//! Customer account routes.

use axum::{
    Json, Router,
    extract::{Path, Query, State},
    http::StatusCode,
    response::IntoResponse,
    routing::get,
};
use chrono::NaiveDate;
use punto_core::accounts::{AccountMovement, MovementType, RecordMovementInput};
use punto_db::repositories::AccountMovementRepository;
use punto_shared::types::{ClientId, DateRange};
use rust_decimal::Decimal;
use serde::{Deserialize, Serialize};

use super::page_request;
use crate::{ApiResult, AppState};

/// Creates the account routes.
pub fn routes() -> Router<AppState> {
    Router::new()
        .route(
            "/accounts/{client_id}/movements",
            get(list_movements).post(record_movement),
        )
        .route("/accounts/{client_id}/balance", get(get_balance))
        .route("/accounts/{client_id}/statement", get(get_statement))
}

/// Request body for recording a movement.
#[derive(Debug, Deserialize)]
pub struct RecordMovementRequest {
    /// `CHARGE` or `PAYMENT`.
    pub movement_type: MovementType,
    /// Positive amount.
    pub amount: Decimal,
    /// What the movement is for.
    pub description: String,
}

/// Response for a recorded movement.
#[derive(Debug, Serialize)]
pub struct RecordedMovementResponse {
    /// The stored movement.
    #[serde(flatten)]
    pub movement: AccountMovement,
    /// Balance after the movement.
    pub balance_after: Decimal,
}

/// Query parameters for listing movements.
#[derive(Debug, Deserialize)]
pub struct ListMovementsQuery {
    /// Page number.
    pub page: Option<u32>,
    /// Page size.
    pub per_page: Option<u32>,
}

/// Query parameters for a statement.
#[derive(Debug, Deserialize)]
pub struct StatementQuery {
    /// First day (inclusive).
    pub from: Option<NaiveDate>,
    /// Last day (inclusive).
    pub to: Option<NaiveDate>,
}

/// POST `/accounts/{client_id}/movements` - Record a charge or payment.
async fn record_movement(
    State(state): State<AppState>,
    Path(client_id): Path<ClientId>,
    Json(payload): Json<RecordMovementRequest>,
) -> ApiResult<impl IntoResponse> {
    let repo = AccountMovementRepository::new((*state.db).clone());
    let recorded = repo
        .record_movement(RecordMovementInput {
            client_id,
            movement_type: payload.movement_type,
            amount: payload.amount,
            description: payload.description,
        })
        .await?;

    Ok((
        StatusCode::CREATED,
        Json(RecordedMovementResponse {
            movement: recorded.movement,
            balance_after: recorded.balance_after,
        }),
    ))
}

/// GET `/accounts/{client_id}/movements` - List movements, newest first.
async fn list_movements(
    State(state): State<AppState>,
    Path(client_id): Path<ClientId>,
    Query(query): Query<ListMovementsQuery>,
) -> ApiResult<impl IntoResponse> {
    let repo = AccountMovementRepository::new((*state.db).clone());
    let page = repo
        .list_movements(client_id, page_request(query.page, query.per_page))
        .await?;
    Ok(Json(page))
}

/// GET `/accounts/{client_id}/balance` - Current balance.
async fn get_balance(
    State(state): State<AppState>,
    Path(client_id): Path<ClientId>,
) -> ApiResult<impl IntoResponse> {
    let repo = AccountMovementRepository::new((*state.db).clone());
    Ok(Json(repo.get_balance(client_id).await?))
}

/// GET `/accounts/{client_id}/statement` - Statement with running balances.
///
/// Without bounds the statement covers the whole history.
async fn get_statement(
    State(state): State<AppState>,
    Path(client_id): Path<ClientId>,
    Query(query): Query<StatementQuery>,
) -> ApiResult<impl IntoResponse> {
    let range = match (query.from, query.to) {
        (None, None) => None,
        (from, to) => Some(DateRange::from_query(
            from,
            to,
            chrono::Utc::now().date_naive(),
        )?),
    };

    let repo = AccountMovementRepository::new((*state.db).clone());
    Ok(Json(repo.statement(client_id, range).await?))
}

****************

### DIRECTIONS FOR THIS TASK
Review the material and copy each line in which the word "await" appears.

### WRITTEN SOLUTION
        .await?;
        .await?;
    Ok(Json(repo.get_balance(client_id).await?))
    Ok(Json(repo.statement(client_id, range).await?))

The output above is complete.